Source material START

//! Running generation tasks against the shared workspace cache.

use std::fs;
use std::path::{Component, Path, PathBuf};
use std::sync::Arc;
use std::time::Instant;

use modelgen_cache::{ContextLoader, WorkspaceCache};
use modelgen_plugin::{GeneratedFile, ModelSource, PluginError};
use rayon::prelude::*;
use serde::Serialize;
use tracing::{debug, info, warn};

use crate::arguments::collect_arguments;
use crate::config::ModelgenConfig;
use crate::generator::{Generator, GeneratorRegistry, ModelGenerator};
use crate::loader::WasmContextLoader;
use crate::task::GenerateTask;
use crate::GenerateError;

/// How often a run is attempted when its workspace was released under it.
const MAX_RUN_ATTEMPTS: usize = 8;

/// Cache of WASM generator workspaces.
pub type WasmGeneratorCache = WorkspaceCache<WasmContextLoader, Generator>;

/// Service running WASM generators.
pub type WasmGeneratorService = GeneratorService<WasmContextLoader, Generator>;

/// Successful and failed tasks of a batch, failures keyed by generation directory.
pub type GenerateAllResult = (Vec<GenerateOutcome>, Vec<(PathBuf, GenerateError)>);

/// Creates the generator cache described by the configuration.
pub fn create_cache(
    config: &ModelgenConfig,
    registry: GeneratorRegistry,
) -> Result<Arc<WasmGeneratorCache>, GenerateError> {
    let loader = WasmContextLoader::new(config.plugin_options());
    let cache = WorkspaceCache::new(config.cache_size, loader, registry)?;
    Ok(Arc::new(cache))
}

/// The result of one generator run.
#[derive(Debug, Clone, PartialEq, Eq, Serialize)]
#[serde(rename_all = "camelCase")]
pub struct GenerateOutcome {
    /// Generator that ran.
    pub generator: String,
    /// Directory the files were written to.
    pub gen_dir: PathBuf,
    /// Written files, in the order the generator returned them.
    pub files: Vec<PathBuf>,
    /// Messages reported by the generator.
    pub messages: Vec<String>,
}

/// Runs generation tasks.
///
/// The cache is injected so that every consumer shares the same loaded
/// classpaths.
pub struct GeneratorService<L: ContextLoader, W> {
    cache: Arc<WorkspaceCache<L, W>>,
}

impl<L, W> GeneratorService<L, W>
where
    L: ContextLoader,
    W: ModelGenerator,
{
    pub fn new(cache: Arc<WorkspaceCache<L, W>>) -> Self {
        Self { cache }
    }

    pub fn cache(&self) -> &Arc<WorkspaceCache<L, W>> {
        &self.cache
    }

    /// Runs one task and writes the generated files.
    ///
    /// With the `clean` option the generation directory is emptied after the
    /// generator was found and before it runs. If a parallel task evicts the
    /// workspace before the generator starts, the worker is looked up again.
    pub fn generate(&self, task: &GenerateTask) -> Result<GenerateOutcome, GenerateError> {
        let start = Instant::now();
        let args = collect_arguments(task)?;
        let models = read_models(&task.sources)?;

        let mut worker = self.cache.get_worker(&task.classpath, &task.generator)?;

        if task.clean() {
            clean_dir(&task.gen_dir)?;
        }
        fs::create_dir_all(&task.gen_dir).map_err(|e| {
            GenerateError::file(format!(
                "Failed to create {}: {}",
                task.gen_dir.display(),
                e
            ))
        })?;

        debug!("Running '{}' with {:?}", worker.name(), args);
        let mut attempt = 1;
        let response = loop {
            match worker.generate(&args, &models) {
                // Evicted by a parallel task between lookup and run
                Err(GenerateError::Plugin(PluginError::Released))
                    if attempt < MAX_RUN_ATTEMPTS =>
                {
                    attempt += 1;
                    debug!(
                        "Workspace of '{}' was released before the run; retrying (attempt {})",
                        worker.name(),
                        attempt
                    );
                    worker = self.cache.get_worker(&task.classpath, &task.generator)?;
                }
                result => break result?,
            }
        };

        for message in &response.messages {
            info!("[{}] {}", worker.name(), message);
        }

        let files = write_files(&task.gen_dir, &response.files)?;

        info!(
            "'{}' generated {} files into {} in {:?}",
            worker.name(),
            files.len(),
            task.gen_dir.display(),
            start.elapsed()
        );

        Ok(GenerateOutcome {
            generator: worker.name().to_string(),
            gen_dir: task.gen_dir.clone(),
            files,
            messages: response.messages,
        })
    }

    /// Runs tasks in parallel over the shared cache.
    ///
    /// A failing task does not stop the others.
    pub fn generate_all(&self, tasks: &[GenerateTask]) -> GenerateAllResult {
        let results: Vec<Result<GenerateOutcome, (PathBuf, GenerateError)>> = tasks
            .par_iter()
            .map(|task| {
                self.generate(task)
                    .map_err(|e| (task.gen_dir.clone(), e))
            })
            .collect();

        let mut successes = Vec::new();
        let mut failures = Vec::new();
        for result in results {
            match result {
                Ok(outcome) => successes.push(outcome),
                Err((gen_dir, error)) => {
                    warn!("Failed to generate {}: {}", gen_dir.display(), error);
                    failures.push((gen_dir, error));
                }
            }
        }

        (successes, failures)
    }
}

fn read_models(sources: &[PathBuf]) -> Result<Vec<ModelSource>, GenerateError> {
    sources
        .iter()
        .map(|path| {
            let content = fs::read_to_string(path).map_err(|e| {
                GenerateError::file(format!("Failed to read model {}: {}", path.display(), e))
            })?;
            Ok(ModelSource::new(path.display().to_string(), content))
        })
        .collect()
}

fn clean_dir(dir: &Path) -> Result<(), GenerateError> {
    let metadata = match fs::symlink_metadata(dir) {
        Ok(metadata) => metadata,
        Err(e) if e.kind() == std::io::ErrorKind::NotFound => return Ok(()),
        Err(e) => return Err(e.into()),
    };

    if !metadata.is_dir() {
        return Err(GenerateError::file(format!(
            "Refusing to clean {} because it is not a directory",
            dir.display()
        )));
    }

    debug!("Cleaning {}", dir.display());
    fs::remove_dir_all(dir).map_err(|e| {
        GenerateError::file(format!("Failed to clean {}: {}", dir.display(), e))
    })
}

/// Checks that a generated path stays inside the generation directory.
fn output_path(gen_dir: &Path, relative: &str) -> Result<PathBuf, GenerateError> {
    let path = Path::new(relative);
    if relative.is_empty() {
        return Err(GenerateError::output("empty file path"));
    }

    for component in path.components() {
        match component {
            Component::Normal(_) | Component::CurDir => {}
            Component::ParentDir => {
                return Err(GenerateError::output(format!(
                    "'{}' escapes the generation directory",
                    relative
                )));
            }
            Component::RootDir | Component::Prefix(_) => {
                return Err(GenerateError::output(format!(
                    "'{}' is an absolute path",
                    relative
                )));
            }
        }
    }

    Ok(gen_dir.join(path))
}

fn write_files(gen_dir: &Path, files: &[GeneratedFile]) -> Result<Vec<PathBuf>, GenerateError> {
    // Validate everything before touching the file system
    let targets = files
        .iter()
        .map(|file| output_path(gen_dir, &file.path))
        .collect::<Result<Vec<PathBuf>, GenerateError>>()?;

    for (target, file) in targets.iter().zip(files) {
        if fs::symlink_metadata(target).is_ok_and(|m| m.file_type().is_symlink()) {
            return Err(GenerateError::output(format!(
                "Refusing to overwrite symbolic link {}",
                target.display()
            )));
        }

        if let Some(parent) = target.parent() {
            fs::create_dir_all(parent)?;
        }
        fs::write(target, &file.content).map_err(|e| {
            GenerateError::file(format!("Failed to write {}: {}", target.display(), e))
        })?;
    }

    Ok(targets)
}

Source material END

Exercise aim:
What you return must match the data line for line.

Response below:
//! Running generation tasks against the shared workspace cache.

use std::fs;
use std::path::{Component, Path, PathBuf};
use std::sync::Arc;
use std::time::Instant;

use modelgen_cache::{ContextLoader, WorkspaceCache};
use modelgen_plugin::{GeneratedFile, ModelSource, PluginError};
use rayon::prelude::*;
use serde::Serialize;
use tracing::{debug, info, warn};

use crate::arguments::collect_arguments;
use crate::config::ModelgenConfig;
use crate::generator::{Generator, GeneratorRegistry, ModelGenerator};
use crate::loader::WasmContextLoader;
use crate::task::GenerateTask;
use crate::GenerateError;

/// How often a run is attempted when its workspace was released under it.
const MAX_RUN_ATTEMPTS: usize = 8;

/// Cache of WASM generator workspaces.
pub type WasmGeneratorCache = WorkspaceCache<WasmContextLoader, Generator>;

/// Service running WASM generators.
pub type WasmGeneratorService = GeneratorService<WasmContextLoader, Generator>;

/// Successful and failed tasks of a batch, failures keyed by generation directory.
pub type GenerateAllResult = (Vec<GenerateOutcome>, Vec<(PathBuf, GenerateError)>);

/// Creates the generator cache described by the configuration.
pub fn create_cache(
    config: &ModelgenConfig,
    registry: GeneratorRegistry,
) -> Result<Arc<WasmGeneratorCache>, GenerateError> {
    let loader = WasmContextLoader::new(config.plugin_options());
    let cache = WorkspaceCache::new(config.cache_size, loader, registry)?;
    Ok(Arc::new(cache))
}

/// The result of one generator run.
#[derive(Debug, Clone, PartialEq, Eq, Serialize)]
#[serde(rename_all = "camelCase")]
pub struct GenerateOutcome {
    /// Generator that ran.
    pub generator: String,
    /// Directory the files were written to.
    pub gen_dir: PathBuf,
    /// Written files, in the order the generator returned them.
    pub files: Vec<PathBuf>,
    /// Messages reported by the generator.
    pub messages: Vec<String>,
}

/// Runs generation tasks.
///
/// The cache is injected so that every consumer shares the same loaded
/// classpaths.
pub struct GeneratorService<L: ContextLoader, W> {
    cache: Arc<WorkspaceCache<L, W>>,
}

impl<L, W> GeneratorService<L, W>
where
    L: ContextLoader,
    W: ModelGenerator,
{
    pub fn new(cache: Arc<WorkspaceCache<L, W>>) -> Self {
        Self { cache }
    }

    pub fn cache(&self) -> &Arc<WorkspaceCache<L, W>> {
        &self.cache
    }

    /// Runs one task and writes the generated files.
    ///
    /// With the `clean` option the generation directory is emptied after the
    /// generator was found and before it runs. If a parallel task evicts the
    /// workspace before the generator starts, the worker is looked up again.
    pub fn generate(&self, task: &GenerateTask) -> Result<GenerateOutcome, GenerateError> {
        let start = Instant::now();
        let args = collect_arguments(task)?;
        let models = read_models(&task.sources)?;

        let mut worker = self.cache.get_worker(&task.classpath, &task.generator)?;

        if task.clean() {
            clean_dir(&task.gen_dir)?;
        }
        fs::create_dir_all(&task.gen_dir).map_err(|e| {
            GenerateError::file(format!(
                "Failed to create {}: {}",
                task.gen_dir.display(),
                e
            ))
        })?;

        debug!("Running '{}' with {:?}", worker.name(), args);
        let mut attempt = 1;
        let response = loop {
            match worker.generate(&args, &models) {
                // Evicted by a parallel task between lookup and run
                Err(GenerateError::Plugin(PluginError::Released))
                    if attempt < MAX_RUN_ATTEMPTS =>
                {
                    attempt += 1;
                    debug!(
                        "Workspace of '{}' was released before the run; retrying (attempt {})",
                        worker.name(),
                        attempt
                    );
                    worker = self.cache.get_worker(&task.classpath, &task.generator)?;
                }
                result => break result?,
            }
        };

        for message in &response.messages {
            info!("[{}] {}", worker.name(), message);
        }

        let files = write_files(&task.gen_dir, &response.files)?;

        info!(
            "'{}' generated {} files into {} in {:?}",
            worker.name(),
            files.len(),
            task.gen_dir.display(),
            start.elapsed()
        );

        Ok(GenerateOutcome {
            generator: worker.name().to_string(),
            gen_dir: task.gen_dir.clone(),
            files,
            messages: response.messages,
        })
    }

    /// Runs tasks in parallel over the shared cache.
    ///
    /// A failing task does not stop the others.
    pub fn generate_all(&self, tasks: &[GenerateTask]) -> GenerateAllResult {
        let results: Vec<Result<GenerateOutcome, (PathBuf, GenerateError)>> = tasks
            .par_iter()
            .map(|task| {
                self.generate(task)
                    .map_err(|e| (task.gen_dir.clone(), e))
            })
            .collect();

        let mut successes = Vec::new();
        let mut failures = Vec::new();
        for result in results {
            match result {
                Ok(outcome) => successes.push(outcome),
                Err((gen_dir, error)) => {
                    warn!("Failed to generate {}: {}", gen_dir.display(), error);
                    failures.push((gen_dir, error));
                }
            }
        }

        (successes, failures)
    }
}

fn read_models(sources: &[PathBuf]) -> Result<Vec<ModelSource>, GenerateError> {
    sources
        .iter()
        .map(|path| {
            let content = fs::read_to_string(path).map_err(|e| {
                GenerateError::file(format!("Failed to read model {}: {}", path.display(), e))
            })?;
            Ok(ModelSource::new(path.display().to_string(), content))
        })
        .collect()
}

fn clean_dir(dir: &Path) -> Result<(), GenerateError> {
    let metadata = match fs::symlink_metadata(dir) {
        Ok(metadata) => metadata,
        Err(e) if e.kind() == std::io::ErrorKind::NotFound => return Ok(()),
        Err(e) => return Err(e.into()),
    };

    if !metadata.is_dir() {
        return Err(GenerateError::file(format!(
            "Refusing to clean {} because it is not a directory",
            dir.display()
        )));
    }

    debug!("Cleaning {}", dir.display());
    fs::remove_dir_all(dir).map_err(|e| {
        GenerateError::file(format!("Failed to clean {}: {}", dir.display(), e))
    })
}

/// Checks that a generated path stays inside the generation directory.
fn output_path(gen_dir: &Path, relative: &str) -> Result<PathBuf, GenerateError> {
    let path = Path::new(relative);
    if relative.is_empty() {
        return Err(GenerateError::output("empty file path"));
    }

    for component in path.components() {
        match component {
            Component::Normal(_) | Component::CurDir => {}
            Component::ParentDir => {
                return Err(GenerateError::output(format!(
                    "'{}' escapes the generation directory",
                    relative
                )));
            }
            Component::RootDir | Component::Prefix(_) => {
                return Err(GenerateError::output(format!(
                    "'{}' is an absolute path",
                    relative
                )));
            }
        }
    }

    Ok(gen_dir.join(path))
}

fn write_files(gen_dir: &Path, files: &[GeneratedFile]) -> Result<Vec<PathBuf>, GenerateError> {
    // Validate everything before touching the file system
    let targets = files
        .iter()
        .map(|file| output_path(gen_dir, &file.path))
        .collect::<Result<Vec<PathBuf>, GenerateError>>()?;

    for (target, file) in targets.iter().zip(files) {
        if fs::symlink_metadata(target).is_ok_and(|m| m.file_type().is_symlink()) {
            return Err(GenerateError::output(format!(
                "Refusing to overwrite symbolic link {}",
                target.display()
            )));
        }

        if let Some(parent) = target.parent() {
            fs::create_dir_all(parent)?;
        }
        fs::write(target, &file.content).map_err(|e| {
            GenerateError::file(format!("Failed to write {}: {}", target.display(), e))
        })?;
    }

    Ok(targets)
}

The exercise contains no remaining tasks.